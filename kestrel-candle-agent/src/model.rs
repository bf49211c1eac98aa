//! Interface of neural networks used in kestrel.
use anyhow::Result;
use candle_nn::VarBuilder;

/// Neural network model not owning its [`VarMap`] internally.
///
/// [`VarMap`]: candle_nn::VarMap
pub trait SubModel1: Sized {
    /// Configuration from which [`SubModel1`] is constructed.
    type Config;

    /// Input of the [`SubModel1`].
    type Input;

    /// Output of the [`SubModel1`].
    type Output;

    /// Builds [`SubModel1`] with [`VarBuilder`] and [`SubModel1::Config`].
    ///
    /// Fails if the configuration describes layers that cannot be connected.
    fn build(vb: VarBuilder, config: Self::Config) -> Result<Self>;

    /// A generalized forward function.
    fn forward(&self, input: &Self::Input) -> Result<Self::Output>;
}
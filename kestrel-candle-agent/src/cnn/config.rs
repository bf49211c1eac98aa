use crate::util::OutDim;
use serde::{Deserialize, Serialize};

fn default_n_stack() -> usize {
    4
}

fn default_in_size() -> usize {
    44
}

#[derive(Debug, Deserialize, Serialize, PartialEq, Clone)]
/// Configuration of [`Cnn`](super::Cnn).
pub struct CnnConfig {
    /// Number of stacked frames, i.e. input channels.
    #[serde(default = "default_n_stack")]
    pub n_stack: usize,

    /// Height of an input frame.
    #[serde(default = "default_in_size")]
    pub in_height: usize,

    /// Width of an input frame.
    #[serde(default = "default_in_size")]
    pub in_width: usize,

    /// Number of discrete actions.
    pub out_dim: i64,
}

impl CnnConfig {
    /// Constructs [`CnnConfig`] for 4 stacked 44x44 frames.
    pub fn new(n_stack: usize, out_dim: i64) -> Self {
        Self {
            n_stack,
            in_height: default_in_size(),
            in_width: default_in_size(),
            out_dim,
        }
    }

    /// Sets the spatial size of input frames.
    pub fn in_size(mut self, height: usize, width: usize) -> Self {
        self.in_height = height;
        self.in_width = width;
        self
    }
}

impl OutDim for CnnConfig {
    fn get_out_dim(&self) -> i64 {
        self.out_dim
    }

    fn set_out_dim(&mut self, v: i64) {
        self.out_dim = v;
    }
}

==

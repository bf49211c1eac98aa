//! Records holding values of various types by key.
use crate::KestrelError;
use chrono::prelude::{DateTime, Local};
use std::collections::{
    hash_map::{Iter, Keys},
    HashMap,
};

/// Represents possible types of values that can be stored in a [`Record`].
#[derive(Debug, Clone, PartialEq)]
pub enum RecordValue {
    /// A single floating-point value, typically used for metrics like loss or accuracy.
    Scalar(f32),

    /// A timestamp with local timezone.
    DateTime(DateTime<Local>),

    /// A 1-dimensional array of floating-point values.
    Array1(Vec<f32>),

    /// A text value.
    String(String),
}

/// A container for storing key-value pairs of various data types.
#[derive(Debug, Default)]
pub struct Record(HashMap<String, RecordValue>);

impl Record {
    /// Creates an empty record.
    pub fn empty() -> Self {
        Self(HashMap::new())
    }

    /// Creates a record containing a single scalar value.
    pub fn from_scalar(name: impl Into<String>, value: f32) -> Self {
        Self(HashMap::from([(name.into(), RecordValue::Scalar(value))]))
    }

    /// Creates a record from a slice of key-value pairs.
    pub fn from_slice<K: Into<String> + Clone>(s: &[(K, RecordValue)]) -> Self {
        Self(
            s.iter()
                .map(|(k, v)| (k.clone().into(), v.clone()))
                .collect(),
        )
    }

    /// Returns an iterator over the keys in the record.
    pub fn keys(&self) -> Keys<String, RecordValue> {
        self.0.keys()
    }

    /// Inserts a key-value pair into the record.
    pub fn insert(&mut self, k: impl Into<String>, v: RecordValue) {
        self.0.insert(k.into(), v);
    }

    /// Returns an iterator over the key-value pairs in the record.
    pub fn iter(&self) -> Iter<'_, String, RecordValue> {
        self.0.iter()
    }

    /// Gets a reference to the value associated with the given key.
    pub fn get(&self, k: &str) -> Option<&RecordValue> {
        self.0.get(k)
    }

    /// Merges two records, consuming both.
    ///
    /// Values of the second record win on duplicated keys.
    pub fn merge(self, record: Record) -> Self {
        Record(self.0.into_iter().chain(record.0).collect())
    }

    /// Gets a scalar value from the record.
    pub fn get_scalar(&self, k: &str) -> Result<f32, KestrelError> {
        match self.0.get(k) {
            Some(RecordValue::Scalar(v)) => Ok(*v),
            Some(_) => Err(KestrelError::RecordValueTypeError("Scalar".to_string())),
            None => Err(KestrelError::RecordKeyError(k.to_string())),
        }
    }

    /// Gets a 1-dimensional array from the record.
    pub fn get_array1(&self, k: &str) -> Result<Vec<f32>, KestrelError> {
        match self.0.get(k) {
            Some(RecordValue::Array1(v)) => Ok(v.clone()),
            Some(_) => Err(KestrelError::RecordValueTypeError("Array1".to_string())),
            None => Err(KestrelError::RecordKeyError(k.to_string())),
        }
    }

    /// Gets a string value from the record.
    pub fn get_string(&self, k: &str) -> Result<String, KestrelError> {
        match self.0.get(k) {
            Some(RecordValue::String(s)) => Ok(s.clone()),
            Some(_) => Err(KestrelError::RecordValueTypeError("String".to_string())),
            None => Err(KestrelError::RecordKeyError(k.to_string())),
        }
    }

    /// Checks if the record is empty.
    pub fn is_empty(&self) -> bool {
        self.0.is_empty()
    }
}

* * *

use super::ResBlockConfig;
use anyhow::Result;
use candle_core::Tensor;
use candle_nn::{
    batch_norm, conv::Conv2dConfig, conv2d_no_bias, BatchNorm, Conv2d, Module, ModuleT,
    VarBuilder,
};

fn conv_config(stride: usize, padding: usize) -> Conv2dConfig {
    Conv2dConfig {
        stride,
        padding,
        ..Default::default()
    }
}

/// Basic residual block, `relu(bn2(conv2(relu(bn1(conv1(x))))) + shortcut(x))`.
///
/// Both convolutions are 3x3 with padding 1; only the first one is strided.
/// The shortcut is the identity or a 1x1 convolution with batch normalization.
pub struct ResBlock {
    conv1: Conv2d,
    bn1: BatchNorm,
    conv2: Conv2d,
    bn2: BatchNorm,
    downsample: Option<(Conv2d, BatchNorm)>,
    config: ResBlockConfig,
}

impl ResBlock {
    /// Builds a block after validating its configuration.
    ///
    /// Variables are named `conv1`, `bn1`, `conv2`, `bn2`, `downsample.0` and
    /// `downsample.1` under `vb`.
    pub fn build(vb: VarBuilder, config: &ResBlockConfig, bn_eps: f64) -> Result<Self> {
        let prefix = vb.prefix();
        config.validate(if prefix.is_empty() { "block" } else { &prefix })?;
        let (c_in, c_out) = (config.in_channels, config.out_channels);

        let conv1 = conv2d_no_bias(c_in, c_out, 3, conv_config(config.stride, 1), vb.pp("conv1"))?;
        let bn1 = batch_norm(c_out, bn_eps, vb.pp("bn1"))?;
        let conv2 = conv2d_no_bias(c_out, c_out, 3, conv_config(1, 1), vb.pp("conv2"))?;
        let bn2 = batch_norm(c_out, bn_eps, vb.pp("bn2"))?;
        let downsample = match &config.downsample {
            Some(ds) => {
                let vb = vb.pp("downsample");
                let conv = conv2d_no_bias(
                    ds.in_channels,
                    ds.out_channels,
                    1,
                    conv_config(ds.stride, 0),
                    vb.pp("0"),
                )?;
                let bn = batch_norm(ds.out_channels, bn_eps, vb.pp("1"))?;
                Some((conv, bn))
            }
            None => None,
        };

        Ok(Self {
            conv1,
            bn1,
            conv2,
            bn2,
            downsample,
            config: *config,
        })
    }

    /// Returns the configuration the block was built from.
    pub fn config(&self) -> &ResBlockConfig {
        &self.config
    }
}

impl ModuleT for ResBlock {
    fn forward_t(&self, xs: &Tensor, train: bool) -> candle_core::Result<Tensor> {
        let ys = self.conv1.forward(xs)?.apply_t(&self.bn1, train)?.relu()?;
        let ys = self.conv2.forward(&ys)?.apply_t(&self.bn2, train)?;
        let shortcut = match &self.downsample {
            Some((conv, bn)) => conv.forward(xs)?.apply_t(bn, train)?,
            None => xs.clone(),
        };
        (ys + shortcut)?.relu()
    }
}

## Action item
Note each line of the material holding "Debug" and copy it out.

## Answer for the task
#[derive(Debug, Deserialize, Serialize, PartialEq, Clone)]
#[derive(Debug, Clone, PartialEq)]
#[derive(Debug, Default)]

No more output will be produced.